Your assignment:
Give back the full set of entries that follows, exactly as written.

Input material:
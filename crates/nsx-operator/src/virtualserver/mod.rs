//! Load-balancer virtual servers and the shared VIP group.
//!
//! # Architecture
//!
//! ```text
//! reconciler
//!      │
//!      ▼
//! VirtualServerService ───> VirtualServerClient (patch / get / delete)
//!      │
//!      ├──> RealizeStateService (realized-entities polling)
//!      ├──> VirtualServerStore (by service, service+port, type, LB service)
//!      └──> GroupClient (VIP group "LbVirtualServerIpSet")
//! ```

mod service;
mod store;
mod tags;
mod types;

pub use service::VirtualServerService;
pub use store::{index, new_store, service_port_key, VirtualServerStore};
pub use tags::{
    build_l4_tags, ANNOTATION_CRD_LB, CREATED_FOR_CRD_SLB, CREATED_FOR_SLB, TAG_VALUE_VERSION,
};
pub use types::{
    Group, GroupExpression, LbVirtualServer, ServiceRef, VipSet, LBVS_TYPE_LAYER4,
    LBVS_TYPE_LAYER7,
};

Exercise result:
filename crates/nsx-operator/src/virtualserver/mod.rs
//! Load-balancer virtual servers and the shared VIP group.
//!
//! # Architecture
//!
//! ```text
//! reconciler
//!      │
//!      ▼
//! VirtualServerService ───> VirtualServerClient (patch / get / delete)
//!      │
//!      ├──> RealizeStateService (realized-entities polling)
//!      ├──> VirtualServerStore (by service, service+port, type, LB service)
//!      └──> GroupClient (VIP group "LbVirtualServerIpSet")
//! ```

mod service;
mod store;
mod tags;
mod types;

pub use service::VirtualServerService;
pub use store::{index, new_store, service_port_key, VirtualServerStore};
pub use tags::{
    build_l4_tags, ANNOTATION_CRD_LB, CREATED_FOR_CRD_SLB, CREATED_FOR_SLB, TAG_VALUE_VERSION,
};
pub use types::{
    Group, GroupExpression, LbVirtualServer, ServiceRef, VipSet, LBVS_TYPE_LAYER4,
    LBVS_TYPE_LAYER7,
};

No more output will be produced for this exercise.